The interface of Firebase for Analytics is very useful, but it has some limitations regarding how much you can work on your data. On top of that, Firebase will only store the last 500 events.

Moving your data out of Firebase (to BigQuery)

To overcome those limitations you will have to upgrade to the Blaze Plan, that’s the only way you can get your data out of Firebase (not out of Google though, more on that later).

In order to do that, you will have to enable your app to send data to BigQuery. After that you will see that Firebase created a dataset for your app named analytics_XXXXXXXXX.

Recently Firebase changed the way they send data to BigQuery, they used to create a dataset per platform like io_company_app_ANDROID. Now you have all your data in the same dataset.

Within your dataset is a list of historic tables events_ with the date in the format YYYYMMDD as a suffix. You will also see a table with the prefix events_intraday_, this table has the data from the current day and it is updated in real-time.

An intraday table is created at midnight GMT and it can stay around for more than 24 hours before it gets renamed, in the meantime you might have two intraday tables. Even after being renamed, the table can still receive events.

With your tables in place you can start exploring your dataset with BigQuery.
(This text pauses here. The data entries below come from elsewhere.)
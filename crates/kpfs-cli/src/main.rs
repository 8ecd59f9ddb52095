#![deny(unsafe_code)]

mod exit_code;

use std::fs;
use std::io;
use std::path::{Path, PathBuf};
use std::process::ExitCode;
use std::sync::Arc;
use std::sync::mpsc;
use std::time::Duration;

use anyhow::{Context, Result};
use clap::Parser;
use thiserror::Error;
use tracing_subscriber::EnvFilter;
use zeroize::Zeroizing;

use kpfs_core::{Credentials, LoadError, load_database};
use kpfs_fuse::{FuseError, KeePassFS, MountConfig};

/// Mounts a KeePass database as a read-only filesystem
#[derive(Parser)]
#[command(name = "kpfs")]
#[command(author, version)]
#[command(after_help = "EXAMPLES:
    # Mount with a password from the environment
    kpfs -d ~/passwords.kdbx -m /mnt/keepass -e KEEPASS_PASSWORD

    # Mount with a key file and an interactive password prompt
    kpfs -d ~/passwords.kdbx -m /mnt/keepass -k ~/passwords.key --prompt

    # Read a password
    cat /mnt/keepass/Passwords/groups/Personal/entries/Bank/Password
")]
struct Cli {
    /// KeePass database file
    #[arg(short, long, value_name = "FILE")]
    db: PathBuf,

    /// Directory to mount the database at
    #[arg(short, long, value_name = "DIR")]
    mount_point: PathBuf,

    /// Database password (insecure, prefer --password-env or --prompt)
    #[arg(short, long)]
    password: Option<String>,

    /// Name of the environment variable to read the password from
    #[arg(short = 'e', long, value_name = "VAR")]
    password_env: Option<String>,

    /// Prompt for the password if none was given otherwise
    #[arg(long)]
    prompt: bool,

    /// Key file for the database
    #[arg(short, long, value_name = "FILE")]
    key_file: Option<PathBuf>,

    /// Allow other users to access the mount (needs user_allow_other in /etc/fuse.conf)
    #[arg(long)]
    allow_other: bool,

    /// Seconds the kernel may cache attributes and lookups
    #[arg(long, value_name = "SECONDS", default_value_t = kpfs_fuse::DEFAULT_ATTR_TTL.as_secs())]
    attr_ttl: u64,

    /// Verbosity level (-v, -vv, -vvv)
    #[arg(short, long, action = clap::ArgAction::Count)]
    verbose: u8,
}

/// Failures owned by the command line layer.
#[derive(Debug, Error)]
enum CliError {
    #[error("Error while reading key file {}: {source}", path.display())]
    KeyFile {
        path: PathBuf,
        #[source]
        source: io::Error,
    },
}

fn main() -> ExitCode {
    let cli = match Cli::try_parse() {
        Ok(cli) => cli,
        Err(e) => {
            // --help and --version also arrive here
            let code = if e.use_stderr() {
                exit_code::USAGE
            } else {
                exit_code::SUCCESS
            };
            e.print().ok();
            return ExitCode::from(code);
        }
    };

    setup_tracing(cli.verbose);

    match run(&cli) {
        Ok(()) => ExitCode::from(exit_code::SUCCESS),
        Err(e) => {
            eprintln!("Error: {e:#}");
            ExitCode::from(categorize_error(&e))
        }
    }
}

fn run(cli: &Cli) -> Result<()> {
    let credentials = build_credentials(cli)?;
    let store = load_database(&cli.db, &credentials)?;
    drop(credentials);

    let config = MountConfig::default()
        .attr_ttl(Duration::from_secs(cli.attr_ttl))
        .allow_other(cli.allow_other);

    let fs = KeePassFS::with_config(Arc::new(store), &config);
    let mountpoint = cli.mount_point.display();
    let session = kpfs_fuse::spawn(fs, &cli.mount_point, &config)
        .with_context(|| format!("Error mounting keepass filesystem at {mountpoint}"))?;

    let (tx, rx) = mpsc::channel();
    ctrlc::set_handler(move || {
        tx.send(()).ok();
    })
    .context("Failed to set signal handler")?;

    println!("Successfully mounted keepass file");
    rx.recv().ok();

    tracing::info!(%mountpoint, "Unmounting");
    drop(session);
    Ok(())
}

/// Collects the password and key file data.
///
/// Password sources in priority order:
/// 1. --password
/// 2. The variable named by --password-env
/// 3. Interactive prompt (--prompt)
fn build_credentials(cli: &Cli) -> Result<Credentials> {
    let mut credentials = Credentials::new();

    if let Some(password) = get_password(cli)? {
        credentials = credentials.with_password(password);
    }
    if let Some(path) = &cli.key_file {
        credentials = credentials.with_key_file(read_key_file(path)?);
    }
    Ok(credentials)
}

fn get_password(cli: &Cli) -> Result<Option<Zeroizing<String>>> {
    if let Some(password) = cli.password.as_deref().filter(|p| !p.is_empty()) {
        return Ok(Some(Zeroizing::new(password.to_string())));
    }
    if let Some(var) = &cli.password_env {
        match std::env::var(var) {
            Ok(password) if !password.is_empty() => {
                return Ok(Some(Zeroizing::new(password)));
            }
            _ => tracing::debug!(var = %var, "Password variable unset or empty"),
        }
    }
    if cli.prompt {
        let password = rpassword::prompt_password("Database password: ")
            .context("Failed to read password")?;
        return Ok(Some(Zeroizing::new(password)));
    }
    Ok(None)
}

fn read_key_file(path: &Path) -> Result<Zeroizing<Vec<u8>>> {
    let data = fs::read(path).map_err(|source| CliError::KeyFile {
        path: path.to_path_buf(),
        source,
    })?;
    Ok(Zeroizing::new(data))
}

fn setup_tracing(verbose: u8) {
    let filter = match verbose {
        0 => "warn",
        1 => "info",
        2 => "debug",
        _ => "trace",
    };

    tracing_subscriber::fmt()
        .with_env_filter(EnvFilter::try_from_default_env().unwrap_or_else(|_| filter.into()))
        .with_writer(io::stderr)
        .init();
}

/// Categorize an error into an exit code using typed error downcasting
fn categorize_error(e: &anyhow::Error) -> u8 {
    for cause in e.chain() {
        if cause.downcast_ref::<CliError>().is_some() {
            return exit_code::KEY_FILE;
        }

        if let Some(load_err) = cause.downcast_ref::<LoadError>() {
            return match load_err {
                LoadError::MissingCredentials | LoadError::Open { .. } => exit_code::USAGE,
                LoadError::KeyFile(_) => exit_code::CREDENTIALS,
                LoadError::Decode(_) => exit_code::DECODE,
            };
        }

        if cause.downcast_ref::<FuseError>().is_some() {
            return exit_code::MOUNT_FAILED;
        }
    }
    exit_code::USAGE
}

#[cfg(test)]
mod tests {
    use super::*;

    fn parse(args: &[&str]) -> Cli {
        let argv = std::iter::once("kpfs").chain(args.iter().copied());
        Cli::try_parse_from(argv).expect("arguments should parse")
    }

    #[test]
    fn test_parse_short_flags() {
        let cli = parse(&["-d", "db", "-m", "mnt", "-p", "pw", "-k", "key", "-vv"]);
        assert_eq!(cli.db, PathBuf::from("db"));
        assert_eq!(cli.mount_point, PathBuf::from("mnt"));
        assert_eq!(cli.password.as_deref(), Some("pw"));
        assert_eq!(cli.key_file, Some(PathBuf::from("key")));
        assert_eq!(cli.verbose, 2);
        assert_eq!(cli.attr_ttl, 60);
        assert!(!cli.allow_other);
    }

    #[test]
    fn test_db_and_mount_point_required() {
        assert!(Cli::try_parse_from(["kpfs", "-d", "db.kdbx"]).is_err());
        assert!(Cli::try_parse_from(["kpfs", "-m", "/mnt/kp"]).is_err());
    }

    #[test]
    fn test_password_flag_wins_over_env() {
        let cli = parse(&["-d", "db", "-m", "mnt", "-p", "flag", "-e", "KPFS_UNSET"]);
        let password = get_password(&cli).unwrap().unwrap();
        assert_eq!(password.as_str(), "flag");
    }

    #[test]
    fn test_empty_password_is_absent() {
        let cli = parse(&["-d", "db", "-m", "mnt", "-p", ""]);
        assert!(get_password(&cli).unwrap().is_none());
        assert!(build_credentials(&cli).unwrap().is_empty());
    }

    #[test]
    fn test_unset_env_var_is_absent() {
        let cli = parse(&["-d", "db", "-m", "mnt", "-e", "KPFS_UNSET"]);
        assert!(get_password(&cli).unwrap().is_none());
    }

    #[test]
    fn test_missing_key_file_categorized() {
        let cli = parse(&["-d", "db", "-m", "mnt", "-k", "/nonexistent/kpfs.key"]);
        let err = build_credentials(&cli).unwrap_err();
        assert_eq!(categorize_error(&err), exit_code::KEY_FILE);
    }

    #[test]
    fn test_load_errors_categorized() {
        let err = anyhow::Error::from(LoadError::MissingCredentials);
        assert_eq!(categorize_error(&err), exit_code::USAGE);

        let err = anyhow::Error::from(LoadError::KeyFile(io::Error::other("bad key")));
        assert_eq!(categorize_error(&err), exit_code::CREDENTIALS);
    }

    #[test]
    fn test_mount_error_categorized() {
        let err = anyhow::Error::from(FuseError::Io(io::Error::other("no fuse")))
            .context("Error mounting keepass filesystem");
        assert_eq!(categorize_error(&err), exit_code::MOUNT_FAILED);
    }
}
Below is the schema of a Firebase table:

{
"event_date": "20180703",
"event_timestamp": "1530664885570000",
"event_name": "screen_view",
"event_params": [...],
"event_previous_timestamp": "1530664885510000",
"event_value_in_usd": null,
"event_bundle_sequence_id": "496",
"event_server_timestamp_offset": "-4148908",
"user_id": "00000000000",
"user_pseudo_id": "9f6e6800cfae7749eb6c486619254b9c",
"user_properties": [...],
"user_first_touch_timestamp": "1530219848238000",
"user_ltv": null,
"device": {
"category": "mobile",
"mobile_brand_name": "Samsung",
"mobile_model_name": "Galaxy S6",
"mobile_marketing_name": null,
"mobile_os_hardware_model": "S6",
"operating_system": "ANDROID",
"operating_system_version": "6.0",
"vendor_id": null,
"advertising_id": null,
"language": "pt-br",
"is_limited_ad_tracking": "No",
"time_zone_offset_seconds": "-10800"
},
"geo": {
"continent": "Americas",
"country": "Brazil",
"region": "Sao Paulo",
"city": "Sao Paulo"
},
"app_info": {
"id": "io.company.app",
"version": "1.0.0",
"install_store": null,
"firebase_app_id": "x:xxxx:android:xxxxxx",
"install_source": "com.android.vending"
},
"traffic_source": {
"name": null,
"medium": "organic",
"source": "google-play"
},
"stream_id": "1100000000",
"platform": "ANDROID"
}

A great improvement made on the Firebase dataset recently was breaking a single record with multiple events into multiple records, each with a single event.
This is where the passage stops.